Task
When a line in the data below includes "Archive", pick it out and copy it.

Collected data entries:
------------------------------------

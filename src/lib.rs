//! Steam-Harvest: a resumable catalog and review harvester
//!
//! This crate crawls a paginated store listing and, for every crawlable
//! catalog entry, the cursor-paginated review stream attached to it. Raw
//! responses are written to disk so the extraction stages can turn them into
//! tables later, and every run can be interrupted and re-invoked safely.

pub mod catalog;
pub mod config;
pub mod crawler;
pub mod extract;
pub mod output;
pub mod state;
pub mod storage;

use thiserror::Error;

/// Main error type for harvest operations
#[derive(Debug, Error)]
pub enum HarvestError {
    #[error("Configuration error: {0}")]
    Config(#[from] ConfigError),

    #[error("Extraction error: {0}")]
    Extract(#[from] ExtractError),

    #[error("Storage error: {0}")]
    Storage(#[from] storage::StorageError),

    #[error("Archive error: {0}")]
    Archive(#[from] storage::ArchiveError),

    #[error("URL parse error: {0}")]
    UrlParse(#[from] ::url::ParseError),

    #[error("HTTP client error: {0}")]
    Reqwest(#[from] reqwest::Error),

    #[error("CSV error: {0}")]
    Csv(#[from] csv::Error),

    #[error("JSON error: {0}")]
    Json(#[from] serde_json::Error),

    #[error("Invalid pattern: {0}")]
    Pattern(#[from] regex::Error),

    #[error("Listing page {page} failed {failures} times in a row, giving up")]
    ListingStalled { page: u32, failures: u32 },

    #[error("IO error: {0}")]
    Io(#[from] std::io::Error),
}

/// Configuration-specific errors
#[derive(Debug, Error)]
pub enum ConfigError {
    #[error("Failed to read config file: {0}")]
    Io(#[from] std::io::Error),

    #[error("Failed to parse TOML: {0}")]
    Parse(#[from] toml::de::Error),

    #[error("Failed to serialize config: {0}")]
    Serialize(#[from] toml::ser::Error),

    #[error("Validation error: {0}")]
    Validation(String),

    #[error("Invalid URL in config: {0}")]
    InvalidUrl(String),

    #[error("Invalid title pattern: {0}")]
    InvalidPattern(String),
}

/// Failure of a single fetch, or of the whole bounded retry cycle
///
/// The fetcher never panics or propagates transport errors by other means;
/// every failure reaches the caller as one of these values.
#[derive(Debug, Error)]
pub enum FetchError {
    #[error("Request timeout for {url}")]
    Timeout { url: String },

    #[error("Connection error for {url}: {message}")]
    Connection { url: String, message: String },

    #[error("HTTP {status} for {url}")]
    Http { url: String, status: u16 },

    #[error("Giving up on {url} after {attempts} attempts (last error: {last})")]
    RetriesExhausted {
        url: String,
        attempts: u32,
        last: Box<FetchError>,
    },

    #[error("Malformed payload from {url}: {message}")]
    MalformedPayload { url: String, message: String },
}

/// Errors raised while pulling structured data out of raw pages
#[derive(Debug, Error)]
pub enum ExtractError {
    #[error("Listing page has {ids} item links but {titles} titles")]
    MisalignedListing { ids: usize, titles: usize },

    #[error("Malformed payload: {0}")]
    MalformedPayload(String),

    #[error("Unknown item kind: {0}")]
    UnknownKind(String),

    #[error("Invalid selector: {0}")]
    InvalidSelector(String),
}

/// Result type alias for fetch operations
pub type FetchResult = std::result::Result<Vec<u8>, FetchError>;

// Re-export commonly used types
pub use catalog::{CatalogItem, ItemKind};
pub use config::{CompletionPolicy, Config};
pub use state::{CursorStreamState, ListingPageState};
//! Ledger trait and error types
//!
//! This module defines the trait interface for the run ledger and its
//! associated error types.

use crate::storage::{Checkpoint, ItemOutcome, RunKind, RunRecord, RunStatus};
use std::collections::HashMap;
use thiserror::Error;

/// Errors that can occur during ledger operations
#[derive(Debug, Error)]
pub enum StorageError {
    #[error("Run not found: {0}")]
    RunNotFound(i64),

    #[error("IO error: {0}")]
    Io(#[from] std::io::Error),

    #[error("SQLite error: {0}")]
    Sqlite(#[from] rusqlite::Error),
}

/// Result type for ledger operations
pub type StorageResult<T> = Result<T, StorageError>;

/// Trait for run ledger backends
///
/// The ledger records every run, the outcome of every review stream the run
/// attempted, and a checkpoint for each stream that was abandoned before the
/// remote signalled its end.
pub trait Ledger {
    // ===== Run Management =====

    /// Creates a new run and returns its ID
    fn create_run(&mut self, kind: RunKind, config_hash: &str) -> StorageResult<i64>;

    /// Gets a run by ID
    fn get_run(&self, run_id: i64) -> StorageResult<RunRecord>;

    /// Gets the most recent run of a kind
    fn get_latest_run(&self, kind: RunKind) -> StorageResult<Option<RunRecord>>;

    /// Lists the most recent runs, newest first
    fn list_runs(&self, limit: usize) -> StorageResult<Vec<RunRecord>>;

    /// Marks a run as finished with the given status
    fn finish_run(&mut self, run_id: i64, status: RunStatus) -> StorageResult<()>;

    // ===== Item Outcomes =====

    /// Records how a review stream ended in a run
    fn record_outcome(
        &mut self,
        run_id: i64,
        stream_key: &str,
        outcome: ItemOutcome,
        pages: u32,
    ) -> StorageResult<()>;

    /// Counts outcomes recorded for a run
    fn count_outcomes(&self, run_id: i64) -> StorageResult<HashMap<ItemOutcome, u64>>;

    // ===== Checkpoints =====

    /// Loads the checkpoint of a stream, if it was abandoned earlier
    fn load_checkpoint(&self, stream_key: &str) -> StorageResult<Option<Checkpoint>>;

    /// Inserts or replaces the checkpoint of a stream
    fn save_checkpoint(&mut self, checkpoint: &Checkpoint) -> StorageResult<()>;

    /// Removes the checkpoint of a stream
    fn clear_checkpoint(&mut self, stream_key: &str) -> StorageResult<()>;

    /// Lists every pending checkpoint
    fn list_checkpoints(&self) -> StorageResult<Vec<Checkpoint>>;
}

------------------------------------

Reply
    #[error("Archive error: {0}")]
    Archive(#[from] storage::ArchiveError),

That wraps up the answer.